Print word for word the first line of the records below and every following line through the one containing "const ALIGN: usize = 4;"; print nothing else.

*** Opening of RECORDED DATA ***

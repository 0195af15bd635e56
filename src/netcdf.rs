//! Classic netCDF (CDF-1) files.
//!
//! A minimal writer for the legacy self-describing netCDF format: fixed-size dimensions, global and variable attributes, and fixed-size variables.
//! Record (unlimited) dimensions are not supported, so `numrecs` is always zero.
//!
//! The file is a big-endian header followed by the data of each variable:
//! ```text
//! netcdf_file = header data
//! header      = magic numrecs dim_list gatt_list var_list
//! magic       = 'C' 'D' 'F' VERSION_BYTE
//! dim_list    = ABSENT | NC_DIMENSION nelems [dim ...]
//! att_list    = ABSENT | NC_ATTRIBUTE nelems [attr ...]
//! var_list    = ABSENT | NC_VARIABLE nelems [var ...]
//! var         = name nelems [dimid ...] vatt_list nc_type vsize begin
//! ```
//! Names, attribute values and variable data are padded to 4 byte boundaries.

use std::path::Path;

use bytes::{BufMut, BytesMut};
use thiserror::Error;
use tracing::debug;

use crate::storage::Bytes;

const MAGIC: &[u8; 4] = b"CDF\x01";
const NC_DIMENSION: u32 = 0x0A;
const NC_VARIABLE: u32 = 0x0B;
const NC_ATTRIBUTE: u32 = 0x0C;
const ALIGN: usize = 4;

/// A classic netCDF external data type.
#[derive(Clone, Copy, Debug, PartialEq, Eq)]
pub enum NcType {
    /// `NC_BYTE` 8-bit signed integer.
    Byte,
    /// `NC_CHAR` 8-bit character.
    Char,
    /// `NC_SHORT` 16-bit signed integer.
    Short,
    /// `NC_INT` 32-bit signed integer.
    Int,
    /// `NC_FLOAT` IEEE 754 single-precision floating point.
    Float,
    /// `NC_DOUBLE` IEEE 754 double-precision floating point.
    Double,
}

impl NcType {
    /// The type code written in the header.
    #[must_use]
    pub const fn code(self) -> u32 {
        match self {
            Self::Byte => 1,
            Self::Char => 2,
            Self::Short => 3,
            Self::Int => 4,
            Self::Float => 5,
            Self::Double => 6,
        }
    }

    /// The size in bytes of a single value.
    #[must_use]
    pub const fn size(self) -> usize {
        match self {
            Self::Byte | Self::Char => 1,
            Self::Short => 2,
            Self::Int | Self::Float => 4,
            Self::Double => 8,
        }
    }
}

/// Typed values of an attribute or variable.
#[derive(Clone, Debug, PartialEq)]
pub enum NcValues {
    /// `NC_BYTE` values.
    Byte(Vec<i8>),
    /// `NC_CHAR` values.
    Char(Vec<u8>),
    /// `NC_SHORT` values.
    Short(Vec<i16>),
    /// `NC_INT` values.
    Int(Vec<i32>),
    /// `NC_FLOAT` values.
    Float(Vec<f32>),
    /// `NC_DOUBLE` values.
    Double(Vec<f64>),
}

impl From<&str> for NcValues {
    fn from(text: &str) -> Self {
        Self::Char(text.as_bytes().to_vec())
    }
}

impl NcValues {
    /// The external type of the values.
    #[must_use]
    pub const fn nc_type(&self) -> NcType {
        match self {
            Self::Byte(_) => NcType::Byte,
            Self::Char(_) => NcType::Char,
            Self::Short(_) => NcType::Short,
            Self::Int(_) => NcType::Int,
            Self::Float(_) => NcType::Float,
            Self::Double(_) => NcType::Double,
        }
    }

    /// The number of values.
    #[must_use]
    pub fn len(&self) -> usize {
        match self {
            Self::Byte(values) => values.len(),
            Self::Char(values) => values.len(),
            Self::Short(values) => values.len(),
            Self::Int(values) => values.len(),
            Self::Float(values) => values.len(),
            Self::Double(values) => values.len(),
        }
    }

    /// Returns true if there are no values.
    #[must_use]
    pub fn is_empty(&self) -> bool {
        self.len() == 0
    }

    /// Write the values big-endian followed by zero padding to a 4 byte boundary.
    fn put_padded(&self, buf: &mut BytesMut) {
        let start = buf.len();
        match self {
            Self::Byte(values) => values.iter().for_each(|&v| buf.put_i8(v)),
            Self::Char(values) => buf.put_slice(values),
            Self::Short(values) => values.iter().for_each(|&v| buf.put_i16(v)),
            Self::Int(values) => values.iter().for_each(|&v| buf.put_i32(v)),
            Self::Float(values) => values.iter().for_each(|&v| buf.put_f32(v)),
            Self::Double(values) => values.iter().for_each(|&v| buf.put_f64(v)),
        }
        buf.put_bytes(0, padding(buf.len() - start));
    }
}

/// A netCDF error.
#[derive(Debug, Error)]
pub enum NetcdfError {
    /// An invalid dimension, attribute or variable name.
    #[error("invalid netCDF name {0:?}")]
    InvalidName(String),
    /// A name used twice in the same namespace.
    #[error("duplicate netCDF name {0:?}")]
    DuplicateName(String),
    /// A variable refers to a dimension that has not been defined.
    #[error("variable {0:?} refers to unknown dimension {1:?}")]
    UnknownDimension(String, String),
    /// The number of values does not match the variable shape.
    #[error("variable {0:?} has {1} values, expected {2}")]
    ShapeMismatch(String, usize, u64),
    /// A data type that cannot be represented in a classic file.
    #[error("data type {0} is not supported by the classic netCDF format")]
    UnsupportedType(String),
    /// A size or offset that does not fit in the 32-bit classic format.
    #[error("{0} exceeds the 32-bit limit of the classic netCDF format")]
    SizeOverflow(String),
    /// An IO error.
    #[error(transparent)]
    IOError(#[from] std::io::Error),
}

/// A named fixed-length dimension.
#[derive(Clone, Debug, PartialEq, Eq)]
pub struct NcDimension {
    /// The dimension name.
    pub name: String,
    /// The dimension length.
    pub length: u32,
}

/// A named attribute.
#[derive(Clone, Debug, PartialEq)]
pub struct NcAttribute {
    /// The attribute name.
    pub name: String,
    /// The attribute values.
    pub values: NcValues,
}

/// A fixed-size variable.
#[derive(Clone, Debug, PartialEq)]
pub struct NcVariable {
    /// The variable name.
    pub name: String,
    /// Dimension ids, in order.
    pub dimension_ids: Vec<usize>,
    /// Variable attributes.
    pub attributes: Vec<NcAttribute>,
    /// Variable data, C order.
    pub values: NcValues,
}

/// An in-memory classic netCDF file.
#[derive(Clone, Debug, Default, PartialEq)]
pub struct NcFile {
    dimensions: Vec<NcDimension>,
    attributes: Vec<NcAttribute>,
    variables: Vec<NcVariable>,
}

fn padding(length: usize) -> usize {
    (ALIGN - length % ALIGN) % ALIGN
}

fn validate_name(name: &str) -> Result<(), NetcdfError> {
    let valid = name
        .chars()
        .next()
        .is_some_and(|c| c.is_alphanumeric() || c == '_')
        && !name.contains('/')
        && !name.ends_with(char::is_whitespace);
    if valid {
        Ok(())
    } else {
        Err(NetcdfError::InvalidName(name.to_string()))
    }
}

fn to_u32(value: usize, what: impl FnOnce() -> String) -> Result<u32, NetcdfError> {
    u32::try_from(value).map_err(|_| NetcdfError::SizeOverflow(what()))
}

fn put_name(buf: &mut BytesMut, name: &str) -> Result<(), NetcdfError> {
    buf.put_u32(to_u32(name.len(), || format!("name {name:?}"))?);
    buf.put_slice(name.as_bytes());
    buf.put_bytes(0, padding(name.len()));
    Ok(())
}

fn put_attributes(buf: &mut BytesMut, attributes: &[NcAttribute]) -> Result<(), NetcdfError> {
    if attributes.is_empty() {
        buf.put_u32(0);
        buf.put_u32(0);
        return Ok(());
    }
    buf.put_u32(NC_ATTRIBUTE);
    buf.put_u32(to_u32(attributes.len(), || "attribute count".to_string())?);
    for attribute in attributes {
        put_name(buf, &attribute.name)?;
        buf.put_u32(attribute.values.nc_type().code());
        buf.put_u32(to_u32(attribute.values.len(), || {
            format!("attribute {:?}", attribute.name)
        })?);
        attribute.values.put_padded(buf);
    }
    Ok(())
}

impl NcFile {
    /// Create an empty file.
    #[must_use]
    pub fn new() -> Self {
        Self::default()
    }

    /// Returns the dimensions.
    #[must_use]
    pub fn dimensions(&self) -> &[NcDimension] {
        &self.dimensions
    }

    /// Returns the variables.
    #[must_use]
    pub fn variables(&self) -> &[NcVariable] {
        &self.variables
    }

    /// Define a fixed-length dimension and return its id.
    ///
    /// # Errors
    /// Returns a [`NetcdfError`] if the name is invalid or already defined, or the length exceeds 32 bits.
    pub fn add_dimension(&mut self, name: &str, length: u64) -> Result<usize, NetcdfError> {
        validate_name(name)?;
        if self.dimensions.iter().any(|dimension| dimension.name == name) {
            return Err(NetcdfError::DuplicateName(name.to_string()));
        }
        let length =
            u32::try_from(length).map_err(|_| NetcdfError::SizeOverflow(format!("dimension {name:?}")))?;
        self.dimensions.push(NcDimension {
            name: name.to_string(),
            length,
        });
        Ok(self.dimensions.len() - 1)
    }

    /// Add a global attribute.
    ///
    /// # Errors
    /// Returns a [`NetcdfError`] if the name is invalid or already defined.
    pub fn add_attribute(&mut self, name: &str, values: NcValues) -> Result<(), NetcdfError> {
        validate_name(name)?;
        if self.attributes.iter().any(|attribute| attribute.name == name) {
            return Err(NetcdfError::DuplicateName(name.to_string()));
        }
        self.attributes.push(NcAttribute {
            name: name.to_string(),
            values,
        });
        Ok(())
    }

    /// Add a variable over the named `dimensions`.
    ///
    /// A variable with no dimensions is a scalar holding one value.
    ///
    /// # Errors
    /// Returns a [`NetcdfError`] if
    ///  - the name is invalid or already defined,
    ///  - a dimension is not defined, or
    ///  - the number of values does not match the product of the dimension lengths.
    pub fn add_variable(
        &mut self,
        name: &str,
        dimensions: &[&str],
        values: NcValues,
        attributes: Vec<NcAttribute>,
    ) -> Result<(), NetcdfError> {
        validate_name(name)?;
        if self.variables.iter().any(|variable| variable.name == name) {
            return Err(NetcdfError::DuplicateName(name.to_string()));
        }
        for attribute in &attributes {
            validate_name(&attribute.name)?;
        }
        let dimension_ids = dimensions
            .iter()
            .map(|dimension| {
                self.dimensions
                    .iter()
                    .position(|d| d.name == *dimension)
                    .ok_or_else(|| {
                        NetcdfError::UnknownDimension(name.to_string(), (*dimension).to_string())
                    })
            })
            .collect::<Result<Vec<_>, _>>()?;
        let expected: u64 = dimension_ids
            .iter()
            .map(|&id| u64::from(self.dimensions[id].length))
            .product();
        if values.len() as u64 != expected {
            return Err(NetcdfError::ShapeMismatch(
                name.to_string(),
                values.len(),
                expected,
            ));
        }
        self.variables.push(NcVariable {
            name: name.to_string(),
            dimension_ids,
            attributes,
            values,
        });
        Ok(())
    }

    fn put_header(&self, buf: &mut BytesMut, begins: &[u32]) -> Result<(), NetcdfError> {
        buf.put_slice(MAGIC);
        buf.put_u32(0); // numrecs

        if self.dimensions.is_empty() {
            buf.put_u32(0);
            buf.put_u32(0);
        } else {
            buf.put_u32(NC_DIMENSION);
            buf.put_u32(to_u32(self.dimensions.len(), || "dimension count".to_string())?);
            for dimension in &self.dimensions {
                put_name(buf, &dimension.name)?;
                buf.put_u32(dimension.length);
            }
        }

        put_attributes(buf, &self.attributes)?;

        if self.variables.is_empty() {
            buf.put_u32(0);
            buf.put_u32(0);
        } else {
            buf.put_u32(NC_VARIABLE);
            buf.put_u32(to_u32(self.variables.len(), || "variable count".to_string())?);
            for (variable, &begin) in std::iter::zip(&self.variables, begins) {
                put_name(buf, &variable.name)?;
                buf.put_u32(to_u32(variable.dimension_ids.len(), || {
                    format!("variable {:?} rank", variable.name)
                })?);
                for &id in &variable.dimension_ids {
                    buf.put_u32(to_u32(id, || "dimension id".to_string())?);
                }
                put_attributes(buf, &variable.attributes)?;
                buf.put_u32(variable.values.nc_type().code());
                buf.put_u32(Self::vsize(variable)?);
                buf.put_u32(begin);
            }
        }
        Ok(())
    }

    fn vsize(variable: &NcVariable) -> Result<u32, NetcdfError> {
        let size = variable.values.len() * variable.values.nc_type().size();
        to_u32(size + padding(size), || format!("variable {:?}", variable.name))
    }

    /// Encode the file.
    ///
    /// # Errors
    /// Returns [`NetcdfError::SizeOverflow`] if a size or offset does not fit in the classic format.
    pub fn to_bytes(&self) -> Result<Bytes, NetcdfError> {
        // the header length does not depend on the begin offsets
        let mut header = BytesMut::new();
        self.put_header(&mut header, &vec![0; self.variables.len()])?;

        let mut begins = Vec::with_capacity(self.variables.len());
        let mut offset = header.len() as u64;
        for variable in &self.variables {
            begins.push(
                u32::try_from(offset)
                    .map_err(|_| NetcdfError::SizeOverflow(format!("variable {:?}", variable.name)))?,
            );
            offset += u64::from(Self::vsize(variable)?);
        }

        let mut buf = BytesMut::with_capacity(usize::try_from(offset).unwrap_or_default());
        self.put_header(&mut buf, &begins)?;
        for variable in &self.variables {
            variable.values.put_padded(&mut buf);
        }
        Ok(buf.freeze())
    }

    /// Write the file to `path`, replacing any existing file.
    ///
    /// # Errors
    /// Returns a [`NetcdfError`] if the file cannot be encoded or written.
    pub fn write(&self, path: &Path) -> Result<(), NetcdfError> {
        let bytes = self.to_bytes()?;
        debug!(path = %path.display(), bytes = bytes.len(), "writing netCDF file");
        std::fs::write(path, &bytes)?;
        Ok(())
    }
}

*** Close of RECORDED DATA ***

> ANSWER FOR THIS EXERCISE:
repository 0195af15bd635e56
filename src/netcdf.rs
//! Classic netCDF (CDF-1) files.
//!
//! A minimal writer for the legacy self-describing netCDF format: fixed-size dimensions, global and variable attributes, and fixed-size variables.
//! Record (unlimited) dimensions are not supported, so `numrecs` is always zero.
//!
//! The file is a big-endian header followed by the data of each variable:
//! ```text
//! netcdf_file = header data
//! header      = magic numrecs dim_list gatt_list var_list
//! magic       = 'C' 'D' 'F' VERSION_BYTE
//! dim_list    = ABSENT | NC_DIMENSION nelems [dim ...]
//! att_list    = ABSENT | NC_ATTRIBUTE nelems [attr ...]
//! var_list    = ABSENT | NC_VARIABLE nelems [var ...]
//! var         = name nelems [dimid ...] vatt_list nc_type vsize begin
//! ```
//! Names, attribute values and variable data are padded to 4 byte boundaries.

use std::path::Path;

use bytes::{BufMut, BytesMut};
use thiserror::Error;
use tracing::debug;

use crate::storage::Bytes;

const MAGIC: &[u8; 4] = b"CDF\x01";
const NC_DIMENSION: u32 = 0x0A;
const NC_VARIABLE: u32 = 0x0B;
const NC_ATTRIBUTE: u32 = 0x0C;
const ALIGN: usize = 4;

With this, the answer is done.